The BJP, on the other hand, in order to counter the Congress’ secularism went entirely in the opposite direction and looked directly to theology as a political stepping stone. Its rise to prominence was driven by the somewhat otherworldly question of the exact birthplace of the Hindu god, Ram. In its stronghold, Gujarat, the growth of the BJP has been especially disastrous for the minorities. Given the 2002 Pogrom as well as totalitarian laws such as the Disturbed Areas Act (enacted in its current form by the Modi government in 2009 making religious segregation official government policy) and the Freedom of Religion Act (makes the personal act of religious conversion contingent on permission from the government) it seems, even in the case of the BJP, the cure is worse than the disease.

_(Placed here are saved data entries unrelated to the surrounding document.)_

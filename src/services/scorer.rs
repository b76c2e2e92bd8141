use std::collections::HashSet;

use crate::domain::matching::{MatchResult, UnmatchedReason};
use crate::domain::track::{Candidate, SourceTrack};
use crate::services::query::normalize;

pub const TITLE_WEIGHT: f64 = 0.6;
pub const ARTIST_WEIGHT: f64 = 0.4;
pub const CLOSE_DURATION_SECS: u32 = 2;
pub const LOOSE_DURATION_SECS: u32 = 10;
pub const CLOSE_DURATION_BONUS: f64 = 0.1;
pub const FAR_DURATION_PENALTY: f64 = 0.15;
pub const ACCEPT_THRESHOLD: f64 = 0.65;

/// Highest score a candidate can reach.
pub const MAX_SCORE: f64 = TITLE_WEIGHT + ARTIST_WEIGHT + CLOSE_DURATION_BONUS;

/// Picks the best candidate for `source`. Candidates are walked in the
/// order the destination ranked them and only a strictly higher score
/// displaces the current leader, so ties go to the earlier result.
pub fn select_best(source: &SourceTrack, candidates: &[Candidate]) -> MatchResult {
    let mut best: Option<(&Candidate, f64)> = None;

    for candidate in candidates {
        let score = score_candidate(source, candidate);
        tracing::debug!("  {score:.3} {candidate}");
        match best {
            Some((_, top)) if score <= top => {}
            _ => best = Some((candidate, score)),
        }
    }

    match best {
        None => MatchResult::Unmatched {
            source: source.clone(),
            reason: UnmatchedReason::NoCandidates,
        },
        Some((_, score)) if score < ACCEPT_THRESHOLD => MatchResult::Unmatched {
            source: source.clone(),
            reason: UnmatchedReason::ScoreBelowThreshold,
        },
        Some((candidate, score)) => MatchResult::Matched {
            source: source.clone(),
            candidate: candidate.clone(),
            score,
        },
    }
}

pub fn score_candidate(source: &SourceTrack, candidate: &Candidate) -> f64 {
    let source_title = normalize(&source.title);
    let source_artist = normalize(&source.artist);
    let candidate_artist = normalize(&candidate.artist);
    let candidate_title = strip_artist_prefix(
        &normalize(&candidate.title),
        &[&candidate_artist, &source_artist],
    );

    let title = text_similarity(&source_title, &candidate_title);
    let artist = text_similarity(&source_artist, &candidate_artist);

    TITLE_WEIGHT * title
        + ARTIST_WEIGHT * artist
        + duration_adjustment(source.duration_seconds, candidate.duration_seconds)
}

/// 1.0 for equal keys, otherwise a blend of how much of `expected` is
/// covered and how much the two token sets overlap.
fn text_similarity(expected: &str, actual: &str) -> f64 {
    if expected.is_empty() || actual.is_empty() {
        return 0.0;
    }
    if expected == actual {
        return 1.0;
    }

    let expected_tokens: HashSet<&str> = expected.split(' ').collect();
    let actual_tokens: HashSet<&str> = actual.split(' ').collect();
    let shared = expected_tokens.intersection(&actual_tokens).count() as f64;

    let containment = shared / expected_tokens.len() as f64;
    let dice = 2.0 * shared / (expected_tokens.len() + actual_tokens.len()) as f64;
    let overlap = (containment + dice) / 2.0;

    // Single-token keys ("beyonce" vs "beyoncé") get no overlap credit, so
    // fall back to edit distance for near-identical spellings.
    let spelling = strsim::normalized_levenshtein(expected, actual);
    if spelling >= 0.85 {
        overlap.max(spelling * 0.9)
    } else {
        overlap
    }
}

fn duration_adjustment(source: Option<u32>, candidate: Option<u32>) -> f64 {
    let (Some(a), Some(b)) = (source, candidate) else {
        return 0.0;
    };
    let delta = a.abs_diff(b);
    if delta <= CLOSE_DURATION_SECS {
        CLOSE_DURATION_BONUS
    } else if delta <= LOOSE_DURATION_SECS {
        0.0
    } else {
        -FAR_DURATION_PENALTY
    }
}

// Video titles often read "Artist - Title"; drop the leading artist.
fn strip_artist_prefix(title: &str, artists: &[&str]) -> String {
    for artist in artists {
        if artist.is_empty() {
            continue;
        }
        if let Some(rest) = title.strip_prefix(artist).and_then(|r| r.strip_prefix(' ')) {
            if !rest.is_empty() {
                return rest.to_string();
            }
        }
    }
    title.to_string()
}

#[cfg(test)]
mod tests {
    use super::*;

    fn candidate(id: &str, artist: &str, title: &str, duration: Option<u32>) -> Candidate {
        Candidate {
            id: id.to_string(),
            artist: artist.to_string(),
            title: title.to_string(),
            album: None,
            duration_seconds: duration,
        }
    }

    #[test]
    fn exact_match_scores_near_maximum() {
        let source = SourceTrack::new("Arcade Fire", "Neon Bible").with_duration(136);
        let candidates = vec![candidate("abc", "Arcade Fire", "Neon Bible", Some(137))];

        match select_best(&source, &candidates) {
            MatchResult::Matched {
                candidate, score, ..
            } => {
                assert_eq!(candidate.id, "abc");
                assert!(score >= MAX_SCORE - 1e-9, "score {score}");
            }
            other => panic!("expected match, got {other:?}"),
        }
    }

    #[test]
    fn empty_candidates_are_unmatched() {
        let source = SourceTrack::new("Arcade Fire", "Neon Bible");
        let result = select_best(&source, &[]);
        assert_eq!(
            result,
            MatchResult::Unmatched {
                source,
                reason: UnmatchedReason::NoCandidates
            }
        );
    }

    #[test]
    fn unrelated_candidates_fall_below_threshold() {
        let source = SourceTrack::new("Arcade Fire", "Neon Bible");
        let candidates = vec![
            candidate("x", "Metallica", "Enter Sandman", Some(331)),
            candidate("y", "Taylor Swift", "Shake It Off", None),
        ];
        assert!(matches!(
            select_best(&source, &candidates),
            MatchResult::Unmatched {
                reason: UnmatchedReason::ScoreBelowThreshold,
                ..
            }
        ));
    }

    #[test]
    fn same_artist_wrong_song_is_rejected() {
        let source = SourceTrack::new("Arcade Fire", "Neon Bible");
        let candidates = vec![candidate("x", "Arcade Fire", "Wake Up", None)];
        assert!(!select_best(&source, &candidates).is_matched());
    }

    #[test]
    fn ties_go_to_the_earlier_candidate() {
        let source = SourceTrack::new("Arcade Fire", "Neon Bible");
        let candidates = vec![
            candidate("first", "Arcade Fire", "Neon Bible", None),
            candidate("second", "Arcade Fire", "Neon Bible", None),
        ];
        let result = select_best(&source, &candidates);
        assert_eq!(result.candidate().map(|c| c.id.as_str()), Some("first"));
    }

    #[test]
    fn later_candidate_wins_on_higher_score() {
        let source = SourceTrack::new("Arcade Fire", "Neon Bible").with_duration(136);
        let candidates = vec![
            candidate("live", "Arcade Fire", "Neon Bible", Some(190)),
            candidate("studio", "Arcade Fire", "Neon Bible", Some(136)),
        ];
        let result = select_best(&source, &candidates);
        assert_eq!(result.candidate().map(|c| c.id.as_str()), Some("studio"));
    }

    #[test]
    fn duration_penalty_does_not_disqualify() {
        let source = SourceTrack::new("Arcade Fire", "Neon Bible").with_duration(136);
        let candidates = vec![candidate("long", "Arcade Fire", "Neon Bible", Some(400))];
        assert!(select_best(&source, &candidates).is_matched());
    }

    #[test]
    fn video_style_titles_still_match() {
        let source = SourceTrack::new("Arcade Fire", "Neon Bible");
        let candidates = vec![
            candidate("a", "Some Uploader", "Cooking Show Highlights", None),
            candidate("b", "Arcade Fire", "Arcade Fire - Neon Bible (Official Audio)", None),
        ];
        let result = select_best(&source, &candidates);
        assert_eq!(result.candidate().map(|c| c.id.as_str()), Some("b"));
    }

    #[test]
    fn song_names_with_edition_words_still_match() {
        let source = SourceTrack::new("Oasis", "Live Forever").with_duration(277);
        let candidates = vec![candidate(
            "lf",
            "Oasis",
            "Oasis - Live Forever (Official Video)",
            Some(277),
        )];
        let result = select_best(&source, &candidates);
        assert_eq!(result.candidate().map(|c| c.id.as_str()), Some("lf"));
    }

    #[test]
    fn annotated_source_title_matches_plain_candidate() {
        let source = SourceTrack::new("Artist", "Song Title (feat. Other Artist) - Remastered 2009");
        let candidates = vec![candidate("v", "Artist", "Song Title", None)];
        assert!(select_best(&source, &candidates).is_matched());
    }

    #[test]
    fn selection_is_deterministic_and_from_input() {
        let source = SourceTrack::new("Radiohead", "Karma Police").with_duration(264);
        let candidates = vec![
            candidate("1", "Radiohead", "Karma Police (Live)", Some(280)),
            candidate("2", "Radiohead", "Karma Police", Some(263)),
            candidate("3", "Radiohead", "Paranoid Android", Some(387)),
        ];
        let first = select_best(&source, &candidates);
        let second = select_best(&source, &candidates);
        assert_eq!(first, second);
        let chosen = first.candidate().expect("should match");
        assert!(candidates.contains(chosen));
    }
}
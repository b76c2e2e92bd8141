#[derive(Debug, thiserror::Error)]
pub enum TransferError {
    #[error("Authentication failed: {0}")]
    Auth(String),
    #[error("Playlist not found: {0}")]
    NotFound(String),
    #[error("Not a valid playlist reference: {0}")]
    InvalidReference(String),
    #[error("Request failed: {0}")]
    Transport(String),
    #[error("Rate limited by destination: {0}")]
    RateLimit(String),
    #[error("Configuration error: {0}")]
    Config(String),
    #[error(transparent)]
    Io(#[from] std::io::Error),
}

pub type Result<T> = std::result::Result<T, TransferError>;
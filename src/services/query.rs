use regex::Regex;
use std::sync::LazyLock;

use crate::domain::track::SourceTrack;

static BRACKETED_FEATURE_RE: LazyLock<Regex> = LazyLock::new(|| {
    Regex::new(r"(?i)\s*[\(\[](?:feat\.?|ft\.?|featuring|with)\s[^\)\]]*[\)\]]").unwrap()
});

static BRACKETED_RE: LazyLock<Regex> =
    LazyLock::new(|| Regex::new(r"\s*[\(\[][^\(\)\[\]]*[\)\]]").unwrap());

// "Title - Remastered 2009", "Title - 2011 Remaster", "Title - Live at Wembley".
// The keyword has to sit right after the dash so "Oasis - Live Forever" survives.
static DASH_EDITION_RE: LazyLock<Regex> = LazyLock::new(|| {
    Regex::new(
        r"(?i)\s+[-–—]\s+(?:\d{4}\s+)?(?:(?:digital\s+)?remaster(?:ed)?(?:\s+\d{4})?(?:\s+version)?|live(?:\s+(?:at|from|in)\s.*)?|acoustic(?:\s+version)?|mono|stereo|demo(?:\s+version)?)\s*$",
    )
    .unwrap()
});

// "Title - Radio Edit", "Title - Skrillex Remix", "Title - Single Version"
static DASH_MIX_RE: LazyLock<Regex> = LazyLock::new(|| {
    Regex::new(r"(?i)\s+[-–—]\s+(?:[^-–—]*\s)?(?:remix|mix|edit|version)\s*$").unwrap()
});

static TRAILING_FEATURE_RE: LazyLock<Regex> =
    LazyLock::new(|| Regex::new(r"(?i)\s+(?:feat\.?|ft\.?|featuring)\s.*$").unwrap());

static WHITESPACE_RE: LazyLock<Regex> = LazyLock::new(|| Regex::new(r"\s+").unwrap());

/// Drops featuring credits, bracketed annotations and edition suffixes.
/// Falls back to the trimmed input when nothing would be left.
pub fn clean_title(title: &str) -> String {
    let cleaned = BRACKETED_FEATURE_RE.replace_all(title, "");
    let cleaned = BRACKETED_RE.replace_all(&cleaned, "");
    let cleaned = DASH_EDITION_RE.replace(&cleaned, "");
    let cleaned = DASH_MIX_RE.replace(&cleaned, "");
    let cleaned = TRAILING_FEATURE_RE.replace(&cleaned, "");
    let cleaned = collapse_whitespace(&cleaned);

    if cleaned.is_empty() {
        collapse_whitespace(title)
    } else {
        cleaned
    }
}

/// Search string sent to the destination: `"{artist} {cleaned title}"`.
pub fn build_query(track: &SourceTrack) -> String {
    collapse_whitespace(&format!("{} {}", track.artist, clean_title(&track.title)))
}

/// Comparison key: cleaned, lower-cased, punctuation-free.
pub fn normalize(text: &str) -> String {
    let cleaned = clean_title(text).to_lowercase().replace('&', " and ");
    let mapped: String = cleaned
        .chars()
        .filter(|c| !matches!(c, '\'' | '’' | '`'))
        .map(|c| if c.is_alphanumeric() { c } else { ' ' })
        .collect();
    collapse_whitespace(&mapped)
}

fn collapse_whitespace(text: &str) -> String {
    WHITESPACE_RE.replace_all(text.trim(), " ").into_owned()
}
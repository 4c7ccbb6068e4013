//! # firekit-client
//!
//! Typed wrappers around the platform's push messaging and document store
//! services.
//!
//! ## Features
//!
//! - **App initialization**: credentials, endpoints and one shared HTTP client
//! - **Push sender**: sends through any [`Messaging`] client and counts deliveries
//! - **Store helpers**: find/add/update/delete with uniform error sentinels
//! - **Test doubles**: [`MockMessaging`] and [`MemoryStore`]
//!
//! ## Example
//!
//! ```ignore
//! use firekit_client::{initialize_app, store, AppConfig, ClientOptions, Sender};
//! use firekit_core::Filter;
//! use firekit_types::Message;
//!
//! let app = initialize_app(AppConfig::new("my-project"), ClientOptions::default())?;
//!
//! let sender = Sender::new(app.messaging()?);
//! sender.send_push(&Message::to_topic("news").with_notification("Hi", "there")).await?;
//!
//! let db = app.firestore()?;
//! let user = store::find_one_by_field(&db, "users", Filter::equal("email", "a@b.c")).await?;
//! ```

#![warn(missing_docs)]
#![warn(clippy::all)]

pub mod app;
pub mod config;
pub mod messaging;
mod rest;
pub mod sender;
pub mod store;

pub use app::{initialize_app, App, AppError, InitError};
pub use config::{AppConfig, ClientOptions, Config, ConfigError, Credentials};
pub use messaging::{new_messaging_client, FcmClient, Messaging, MessagingError, MockMessaging};
pub use sender::Sender;
pub use store::{
    new_store_client, BackendError, DocumentStore, FirestoreClient, MemoryStore, StoreError,
};
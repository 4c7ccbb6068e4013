//! Push sender with a delivery counter.

use crate::messaging::{Messaging, MessagingError};
use firekit_types::Message;
use std::sync::atomic::{AtomicU64, Ordering};

/// Sends push messages and counts successful deliveries.
///
/// The counter only moves after the platform confirms a send. No lock is held
/// while a send is in flight, so concurrent `send_push` calls run in parallel.
///
/// # Example
///
/// ```ignore
/// let sender = Sender::new(app.messaging()?);
/// let id = sender.send_push(&Message::to_token(token).with_notification("Hi", "there")).await?;
/// assert_eq!(sender.push_count(), 1);
/// ```
#[derive(Debug)]
pub struct Sender<M> {
    client: M,
    push_count: AtomicU64,
}

impl<M: Messaging> Sender<M> {
    /// Wrap a messaging client. The counter starts at zero.
    pub fn new(client: M) -> Self {
        Self {
            client,
            push_count: AtomicU64::new(0),
        }
    }

    /// Send one message and return the platform's message id.
    ///
    /// # Errors
    ///
    /// Returns the client's error unchanged; the counter is not touched.
    pub async fn send_push(&self, message: &Message) -> Result<String, MessagingError> {
        match self.client.send(message).await {
            Ok(id) => {
                let count = self.push_count.fetch_add(1, Ordering::AcqRel) + 1;
                tracing::debug!(
                    "Push sent to {}: {} (count={})",
                    message.target.kind(),
                    id,
                    count
                );
                Ok(id)
            }
            Err(e) => {
                tracing::debug!("Push to {} failed: {}", message.target.kind(), e);
                Err(e)
            }
        }
    }

    /// Validate a message with a dry run. Never counted.
    pub async fn validate(&self, message: &Message) -> Result<String, MessagingError> {
        self.client.send_dry_run(message).await
    }

    /// Number of successful sends so far.
    pub fn push_count(&self) -> u64 {
        self.push_count.load(Ordering::Acquire)
    }

    /// The wrapped messaging client.
    pub fn client(&self) -> &M {
        &self.client
    }
}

The one difference between the two, though, is that the Muslim League opposed the Congress from a position of weakness and, as mentioned earlier, in the end had to accept a Congress-British settlement in which it has little say. The BJP, the way things are going, actually looks to now become more powerful than the Congress and seems in no mood for any compromise. The Grand Old Party had successfully fought off the challenge to its model of secularism in 1947. Chances of an encore, though, do look rather slim.